Whenever mother discovered moles at work tunneling, she took her favorite trowel in hand as a weapon, and did ‘what must be done’. It was a narrow wood-handled trowel, made in England from stainless steel. She put her heel down behind the busy mole, to keep it from escaping backwards. (She always wore pumps, with short stocky heels, even when gardening.) Then she squatted down, dug the mole out of its tunnel, and with her jaw set in determination, she “patted it” to death with the back of her trowel! The children in the neighborhood were awe struck. I inherited that trowel, and the memories it produces.
Pt 2 – Like Mother, Like Son
I moved from my home town in Pennsylvania long ago, and after many adventures, settled in Chicago. I have children and grandchildren – most of them adult. Our family has always loved nature, in the country and hills nearby, and in the Chicago proper – skiing in Wisconsin, boating on Lake Michigan, wandering through forest preserves, city parks, arboretums and zoos. The changing seasons and extreme weather gave endless opportunities for education, recreation and enjoyment.

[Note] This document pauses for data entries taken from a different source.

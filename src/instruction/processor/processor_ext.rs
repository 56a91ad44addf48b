use super::*;
use crate::{error::RuntimeError, zmachine::ZMachine};

/// Saving to a file is left to the host, which snapshots state directly, so `save` always succeeds
pub fn save(zmachine: &mut ZMachine, instruction: &Instruction) -> Result<usize, RuntimeError> {
    operand_values(zmachine, instruction)?;
    store_result(zmachine, instruction, 1)?;
    branch(zmachine, instruction, true)
}

/// `restore` always fails
pub fn restore(zmachine: &mut ZMachine, instruction: &Instruction) -> Result<usize, RuntimeError> {
    operand_values(zmachine, instruction)?;
    store_result(zmachine, instruction, 0)?;
    branch(zmachine, instruction, false)
}

pub fn log_shift(zmachine: &mut ZMachine, instruction: &Instruction) -> Result<usize, RuntimeError> {
    let operands = operand_values(zmachine, instruction)?;
    let places = operands[1] as i16;
    let value = if places < 0 {
        operands[0]
            .checked_shr(places.unsigned_abs() as u32)
            .unwrap_or(0)
    } else {
        operands[0].checked_shl(places as u32).unwrap_or(0)
    };

    store_result(zmachine, instruction, value)?;
    Ok(instruction.next_address())
}

pub fn art_shift(zmachine: &mut ZMachine, instruction: &Instruction) -> Result<usize, RuntimeError> {
    let operands = operand_values(zmachine, instruction)?;
    let number = operands[0] as i16;
    let places = operands[1] as i16;
    let value = if places < 0 {
        let places = u32::min(places.unsigned_abs() as u32, 15);
        number >> places
    } else {
        number.checked_shl(places as u32).unwrap_or(0)
    };

    store_result(zmachine, instruction, value as u16)?;
    Ok(instruction.next_address())
}

pub fn set_font(zmachine: &mut ZMachine, instruction: &Instruction) -> Result<usize, RuntimeError> {
    operand_values(zmachine, instruction)?;
    store_result(zmachine, instruction, 1)?;
    Ok(instruction.next_address())
}

pub fn save_undo(zmachine: &mut ZMachine, instruction: &Instruction) -> Result<usize, RuntimeError> {
    operand_values(zmachine, instruction)?;
    zmachine.save_undo(instruction.next_address(), instruction.store().copied());
    store_result(zmachine, instruction, 1)?;
    Ok(instruction.next_address())
}

pub fn restore_undo(zmachine: &mut ZMachine, instruction: &Instruction) -> Result<usize, RuntimeError> {
    operand_values(zmachine, instruction)?;
    match zmachine.restore_undo()? {
        Some(pc) => Ok(pc),
        None => {
            store_result(zmachine, instruction, 0)?;
            Ok(instruction.next_address())
        }
    }
}

pub fn print_unicode(zmachine: &mut ZMachine, instruction: &Instruction) -> Result<usize, RuntimeError> {
    let operands = operand_values(zmachine, instruction)?;
    if let Some(c) = char::from_u32(operands[0] as u32) {
        zmachine.print(&c.to_string());
    }
    Ok(instruction.next_address())
}

/// Output and input are Rust strings, so any character can be printed and read
pub fn check_unicode(zmachine: &mut ZMachine, instruction: &Instruction) -> Result<usize, RuntimeError> {
    operand_values(zmachine, instruction)?;
    store_result(zmachine, instruction, 3)?;
    Ok(instruction.next_address())
}

pub fn set_true_colour(zmachine: &mut ZMachine, instruction: &Instruction) -> Result<usize, RuntimeError> {
    operand_values(zmachine, instruction)?;
    Ok(instruction.next_address())
}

We’ve seen uncaged animal life in totally unexpected places – falcons sitting on skyscraper ledges, coyotes trotting along highways, a dead fox by the roadside (which I took to a taxidermist colleague), and baby possums in my basement! And of course there are all the ordinary creatures, like fish, newts, turtles, seagulls, geese, cranes, crows, rats, weazles, rabbits, raccoons, skunks and squirrels. Squirrels all over. Let me tell you about our adventure with one grey squirrel – whose name I’m sure to recall before finishing this account.
Three of my youngest children were staying with me in one of my frequent re-locations in the city, when we found a baby squirrel on Belden Ave. Apparently it had fallen out of its nest (I think it was a boy, but I’m not sure; one has to be careful about gender). We took him home and started to research about his species, and how to care for him. This was in the Fall – maybe October. Grey squirrels have two mating seasons. Gestation typically takes 44 days, producing about a half dozen offspring per litter. The ‘pups’ have to be nursed and tended to constantly for the first 8 weeks. Need I say the females do all the work. By 6 weeks the young have the look of adults, only they are are smaller, and still need feeding. I think our adoptee was at this stage. It was Autumn – maybe October. We cared for it until Spring, and were eager to liberate it.
There was a spacious city park near our apartment – popular for adults and children and dog-walkers. One sunny day in April we took the squirrel there, eager to see it return to nature. Among others, a man with a German Shepherd was enjoying the park too. The dog – perhaps well trained (until instinct took over) – was allowed to play without a leash. It saw the squirrel and stiffened. The man took no notice.
The squirrel stood still in the grass, hesitant, looking for trees. In half a dozen bounds the dog caught the squirrel by the head and bit down. I ran towards the squirrel, yelling something. The dog dropped its prey, but I could see quickly there was no hope for our pet. Its head and nose were bleeding, and it was paralyzed. I stood for a moment; then stomped my boot heel down to put the creature out of its misery.
The kids were horrified, understandably. “You killed Belden!” they cried in disbelief. Yes, his name was Belden, for the street where we picked him up. They didn’t understand; but Mother would have. I had to do it!